The Government of Rwanda says the 682 M23 rebels who were loyal to former leader Bishop Jean Marie Runiga must denounce military activities in writing before applying for asylum.
Rwandan Minister for Disaster Management and Refugee Affairs, Seraphine Mukantabana, says the rebels who crossed to Rwanda during clashes with the Sultani Makenga group cannot be considered as refugees in Rwanda until they denounce rebellion.
Mukantabana further revealed that the Rwandan government has transferred the former soldiers from the border with the Democratic Republic of Congo to another place known as Ngoma far away from the border. She says the international norms dictate that in a situation armed rebels cross into another country, they are supposed to be relocated to a place far from the border of their country.

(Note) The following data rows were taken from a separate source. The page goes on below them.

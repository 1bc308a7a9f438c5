//! Write path for reading batches.
//!
//! A batch is validated in full before anything is written, then committed
//! to the store and the hypertable together. Either every row becomes visible
//! or none does.

use chrono::{DateTime, Duration, Utc};
use serde::Serialize;
use std::collections::{BTreeSet, HashMap};

use crate::modules::hypertable::{ChunkId, Hypertable};
use crate::modules::registry::Registry;
use crate::shared::context::CallerContext;
use crate::shared::db::models::{AssetId, NewReading, Reading, ReadingId};
use crate::shared::db::IdSequence;
use crate::shared::errors::{AppError, AppResult, RowRejection};

/// Accepted timestamp window, relative to ingestion time.
#[derive(Debug, Clone, Copy)]
pub struct IngestWindow {
    pub retention_horizon: Duration,
    pub max_future_skew: Duration,
}

impl IngestWindow {
    fn admits(&self, timestamp: DateTime<Utc>, now: DateTime<Utc>) -> bool {
        let oldest = now
            .checked_sub_signed(self.retention_horizon)
            .unwrap_or(DateTime::<Utc>::MIN_UTC);
        let newest = now
            .checked_add_signed(self.max_future_skew)
            .unwrap_or(DateTime::<Utc>::MAX_UTC);
        timestamp >= oldest && timestamp <= newest
    }
}

#[derive(Debug, Clone, Serialize, PartialEq)]
pub struct IngestReceipt {
    pub accepted: usize,
    pub reading_ids: Vec<ReadingId>,
    pub chunks: Vec<ChunkId>,
}

/// A validated batch plus what the side-effect stages need to know about it.
#[derive(Debug)]
pub struct PreparedBatch {
    pub organization_id: String,
    pub rows: Vec<Reading>,
    pub assets_seen: HashMap<AssetId, DateTime<Utc>>,
}

#[derive(Debug)]
pub struct IngestionPath {
    ids: IdSequence,
    window: IngestWindow,
}

impl IngestionPath {
    pub fn new(window: IngestWindow) -> Self {
        IngestionPath {
            ids: IdSequence::new(),
            window,
        }
    }

    /// Keeps new reading ids clear of rows loaded from the store.
    pub fn observe_ids(&self, rows: &[Reading]) {
        for r in rows {
            self.ids.observe(r.id);
        }
    }

    /// Checks every row and stamps it with the caller's organization. The
    /// first offending row rejects the whole batch.
    pub async fn prepare(
        &self,
        ctx: &CallerContext,
        batch: Vec<NewReading>,
        registry: &Registry,
        now: DateTime<Utc>,
    ) -> AppResult<PreparedBatch> {
        let sensor_ids: BTreeSet<_> = batch.iter().map(|r| r.sensor_id).collect();
        let sensors = registry.sensors_in(&ctx.organization_id, sensor_ids).await;

        let mut checked = Vec::with_capacity(batch.len());
        let mut assets_seen: HashMap<AssetId, DateTime<Utc>> = HashMap::new();
        for (row, new) in batch.into_iter().enumerate() {
            let reject = |reason| AppError::RejectedRow { row, reason };

            if let Some(org) = new.organization_id.as_deref() {
                if ctx.check_payload(Some(org)).is_err() {
                    return Err(reject(RowRejection::TenantMismatch {
                        payload: org.to_string(),
                    }));
                }
            }
            let sensor = sensors
                .get(&new.sensor_id)
                .ok_or_else(|| reject(RowRejection::InvalidSensorReference(new.sensor_id)))?;
            if !new.value.is_finite() {
                return Err(reject(RowRejection::NonFiniteValue));
            }
            let timestamp = new.timestamp.unwrap_or(now);
            if !self.window.admits(timestamp, now) {
                return Err(reject(RowRejection::OutOfRangeTimestamp(timestamp)));
            }

            let seen = assets_seen.entry(sensor.asset_id).or_insert(timestamp);
            if *seen < timestamp {
                *seen = timestamp;
            }
            checked.push((new, timestamp));
        }

        let rows = checked
            .into_iter()
            .map(|(new, timestamp)| Reading {
                id: self.ids.next(),
                organization_id: ctx.organization_id.clone(),
                sensor_id: new.sensor_id,
                timestamp,
                value: new.value,
                protocol: new.protocol,
                quality: new.quality,
                notes: new.notes,
                metadata: new.metadata,
            })
            .collect();

        Ok(PreparedBatch {
            organization_id: ctx.organization_id.clone(),
            rows,
            assets_seen,
        })
    }

    /// Stores the batch and makes it visible.
    pub async fn commit(&self, table: &Hypertable, batch: &PreparedBatch) -> AppResult<IngestReceipt> {
        if batch.rows.is_empty() {
            return Ok(IngestReceipt {
                accepted: 0,
                reading_ids: Vec::new(),
                chunks: Vec::new(),
            });
        }
        let chunks = table.insert_batch(batch.rows.clone()).await?;
        log::debug!(
            "committed {} readings for {} into {} chunk(s)",
            batch.rows.len(),
            batch.organization_id,
            chunks.len()
        );
        Ok(IngestReceipt {
            accepted: batch.rows.len(),
            reading_ids: batch.rows.iter().map(|r| r.id).collect(),
            chunks: chunks.into_iter().collect(),
        })
    }
}
impl AssetRow {
    pub fn from_model(asset: &Asset) -> AppResult<Self> {
        Ok(AssetRow {
            id: asset.id,
            organization_id: asset.organization_id.clone(),
            name: asset.name.clone(),
            asset_type: asset.type_.clone(),
            location: asset.location.clone(),
            status: enum_to_db(&asset.status)?,
            last_seen: asset.last_seen.map(to_db_time),
            metadata: metadata_to_db(&asset.metadata)?,
        })
    }

    pub fn into_model(self) -> AppResult<Asset> {
        Ok(Asset {
            status: enum_from_db(&self.status)?,
            last_seen: opt_time(self.last_seen)?,
            metadata: metadata_from_db(&self.metadata)?,
            id: self.id,
            organization_id: self.organization_id,
            name: self.name,
            type_: self.asset_type,
            location: self.location,
        })
    }
}

#[derive(Debug, Clone, Queryable, Selectable, Insertable)]
#[diesel(table_name = sensors, check_for_backend(diesel::sqlite::Sqlite))]
pub struct SensorRow {
    pub id: i64,
    pub organization_id: String,
    pub asset_id: i64,
    pub name: String,
    pub sensor_type: String,
    pub unit: String,
    pub threshold_low: Option<f64>,
    pub threshold_high: Option<f64>,
    pub min_value: Option<f64>,
    pub max_value: Option<f64>,
    pub sampling_interval_ms: i64,
    pub is_active: bool,
    pub protocol: i32,
    pub metadata: String,
}

impl SensorRow {
    pub fn from_model(sensor: &Sensor) -> AppResult<Self> {
        Ok(SensorRow {
            id: sensor.id,
            organization_id: sensor.organization_id.clone(),
            asset_id: sensor.asset_id,
            name: sensor.name.clone(),
            sensor_type: enum_to_db(&sensor.type_)?,
            unit: sensor.unit.clone(),
            threshold_low: sensor.threshold_low,
            threshold_high: sensor.threshold_high,
            min_value: sensor.min_value,
            max_value: sensor.max_value,
            sampling_interval_ms: i64::from(sensor.sampling_interval_ms),
            is_active: sensor.is_active,
            protocol: i32::from(sensor.protocol.code()),
            metadata: metadata_to_db(&sensor.metadata)?,
        })
    }

    pub fn into_model(self) -> AppResult<Sensor> {
        Ok(Sensor {
            type_: enum_from_db(&self.sensor_type)?,
            metadata: metadata_from_db(&self.metadata)?,
            sampling_interval_ms: small(self.sampling_interval_ms),
            protocol: Protocol::from_code(self.protocol as u8),
            id: self.id,
            organization_id: self.organization_id,
            asset_id: self.asset_id,
            name: self.name,
            unit: self.unit,
            threshold_low: self.threshold_low,
            threshold_high: self.threshold_high,
            min_value: self.min_value,
            max_value: self.max_value,
            is_active: self.is_active,
        })
    }
}

#[derive(Debug, Clone, Queryable, Selectable, Insertable)]
#[diesel(table_name = readings, check_for_backend(diesel::sqlite::Sqlite))]
pub struct ReadingRow {
    pub id: i64,
    pub timestamp: String,
    pub organization_id: String,
    pub sensor_id: i64,
    pub value: f64,
    pub protocol: i32,
    pub quality: i32,
    pub notes: Option<String>,
    pub metadata: Option<String>,
    pub chunk_start: i64,
    pub chunk_partition: i32,
}

impl ReadingRow {
    pub fn from_model(reading: &Reading, chunk: ChunkId) -> AppResult<Self> {
        Ok(ReadingRow {
            id: reading.id,
            timestamp: to_db_time(reading.timestamp),
            organization_id: reading.organization_id.clone(),
            sensor_id: reading.sensor_id,
            value: reading.value,
            protocol: i32::from(reading.protocol.code()),
            quality: i32::from(reading.quality.code()),
            notes: reading.notes.clone(),
            metadata: reading.metadata.as_ref().map(metadata_to_db).transpose()?,
            chunk_start: chunk.range_start.timestamp(),
            chunk_partition: i32::from(chunk.partition),
        })
    }

    pub fn into_model(self) -> AppResult<Reading> {
        Ok(Reading {
            timestamp: from_db_time(&self.timestamp)?,
            protocol: Protocol::from_code(self.protocol as u8),
            quality: ReadingQuality::from_code(self.quality as u8),
            metadata: self.metadata.as_deref().map(metadata_from_db).transpose()?,
            id: self.id,
            organization_id: self.organization_id,
            sensor_id: self.sensor_id,
            value: self.value,
            notes: self.notes,
        })
    }

    /// Outbox entry written in the same transaction as the reading.
    pub fn pending_evaluation(&self) -> PendingEvaluationRow {
        PendingEvaluationRow {
            organization_id: self.organization_id.clone(),
            reading_id: self.id,
            timestamp: self.timestamp.clone(),
            chunk_start: self.chunk_start,
            chunk_partition: self.chunk_partition,
        }
    }
}

#[derive(Debug, Clone, Queryable, Selectable, Insertable)]
#[diesel(table_name = chunks, check_for_backend(diesel::sqlite::Sqlite))]
pub struct ChunkRow {
    pub chunk_start: i64,
    pub chunk_partition: i32,
    pub compressed: bool,
}

impl ChunkRow {
    pub fn new(id: ChunkId, compressed: bool) -> Self {
        ChunkRow {
            chunk_start: id.range_start.timestamp(),
            chunk_partition: i32::from(id.partition),
            compressed,
        }
    }
}

#[derive(Debug, Clone, Queryable, Selectable, Insertable)]
#[diesel(table_name = pending_evaluations, check_for_backend(diesel::sqlite::Sqlite))]
pub struct PendingEvaluationRow {
    pub organization_id: String,
    pub reading_id: i64,
    pub timestamp: String,
    pub chunk_start: i64,
    pub chunk_partition: i32,
}

#[derive(Debug, Clone, Queryable, Selectable, Insertable)]
#[diesel(table_name = alerts, check_for_backend(diesel::sqlite::Sqlite))]
pub struct AlertRow {
    pub id: i64,
    pub organization_id: String,
    pub sensor_id: i64,
    pub reading_id: i64,
    pub timestamp: String,
    pub severity: String,
    pub message: String,
    pub trigger_value: f64,
    pub threshold_value: Option<f64>,
    pub acknowledged: bool,
    pub acknowledged_at: Option<String>,
    pub acknowledged_by: Option<String>,
    pub notes: Option<String>,
    pub protocol: i32,
    pub metadata: String,
}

Mukantabana says the rebels will be screened before they can be given a chance to apply for refugee status under the United Nations High Commission for Refugees.
The minister, however, says that leaving Ngoma facility will be a gradual process depending on the ranks the rebels held while in the bush, adding that those with lower ranks will leave earlier than their senior commanders.
The minister says she is frustrated by the failure of the international community to support Rwanda in managing the influx of rebel fighters and other refugees in the country.
The rebels crossed into Rwanda more than a week ago around the same time that war-lord Bosco Ntaganda, an ally of Runiga, surrendered to the US embassy in Kigali. He has since been taken to the International Criminal Court in The Hague, where he faces charges of war crimes and crimes against humanity.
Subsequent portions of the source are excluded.